The heavier material, with an emphasis on the full-length debut The Warning, fit the nostalgic theme of the night. It also gave singer Todd LaTorre a chance to show how he can take these classic songs and breathe a new life into them with the strength of his amazing voice.
Queensryche has undergone a number of changes in personnel over the years. In addition to LaTorre, now celebrating his 10th year in the band, original members Michael Wilton and Eddie Jackson were joined by drummer Casey Grillo and guitarist Mike Stone, who was in the band from 2003 to 2008 and returned in 2021 when Parker Lundgren stepped down. Despite these changes, Queensryche has shown over the past decade, and again on this night, that they can still play their vast catalog and sound better than ever.

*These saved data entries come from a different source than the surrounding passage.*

// Copyright (c) 2026 - present Nicholas D. Crosbie
// SPDX-License-Identifier: MIT

//! self-review library
//!
//! This module exports the core functionality of self-review for use in
//! integration tests and as a library: the commit store, period aggregation,
//! summary cache and the fetch, review and export pipelines behind the CLI.

mod migrations;

pub mod commands;
pub mod config;
pub mod db;
pub mod export;
pub mod ingest;
pub mod periods;
pub mod review;
pub mod settings;
pub mod store;
pub mod summary;
#![no_main]

//! Fuzz target for settings parsing
//!
//! Arbitrary text must either parse or fail with an error; validation and
//! author filter construction must never panic.

use libfuzzer_sys::fuzz_target;

use self_review::settings::Settings;

fuzz_target!(|data: &[u8]| {
    if let Ok(text) = std::str::from_utf8(data)
        && let Ok(settings) = Settings::from_toml(text)
    {
        let _ = settings.validate();
        let _ = settings.author_filter();
        let _ = settings.repo_paths();
    }
});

After a brief break, it was time for the Main Event, Judas Priest celebrating their 50th anniversary with a packed theater of disciples. Yes, this is not the Judas Priest of old with guitarists Richie Faulkner and Andy Sneap playing all the classic songs, but the engine of Ian Hill and Scott Travis are still together to power the band forward, and even after 50 years Rob Halford proves night after night that he is still the Metal God.
Set-wise, this was a perfect anniversary tour. With the exception of Stained Class, all of the classic era (1974-1990) albums were represented with at least one track. Later work, the two records featuring Tim “Ripper” Owens on vocals and the first 3 “reunion” albums were left out, but 2018’s Firepower was represented with the new classic “Lightning Strike”.
An elaborate stage, designed to look like the Priest Metal Works, brought back memories of the huge tours the band undertook in the ’80s. Frontman Halford totally decked out in his traditional leather and studs, showed that despite advancing age he can still belt out Priest classics without the need for backing tracks. Is his voice as perfect as pristine as it once was? No, but after 50 years that can’t be expected. The few times he addresses the crowd he sounded as if he may lose his voice at any moment, but he never once held back when hitting the impossible notes in tracks like “Touch of Evil”.
Along with Halford, guitarist Faulkner has become a focal point of Priest’s live performance. After almost 10 years with the band, the Falcon feels like he’s always been there and not only fills the shoes of KK Downing and Glenn Tipton but adds his own flourishes that fit perfectly. When Tipton was forced to discontinue touring due to Parkinson’s Disease, producer Andy Sneap stepped in for the Firepower tour. On that tour, Sneap looked uncomfortable and unsure as to how much of his personality he could show on the stage. After flirting with touring as a four-piece, the band brought Sneap back for a second tour and he looked a little more comfortable in his Priest leather this time around. He primarily stayed close to lone original member, bassist Ian Hill, but did step forward for a few solos.
This isn’t the band that took the stage behind classics like Screaming for Vengeance, Defenders of the Faith, or Painkiller, but few bands of that era are the same. The 2022 version of Judas Priest is a mix of old and new but, 50 years on, still delivers the goods night after night.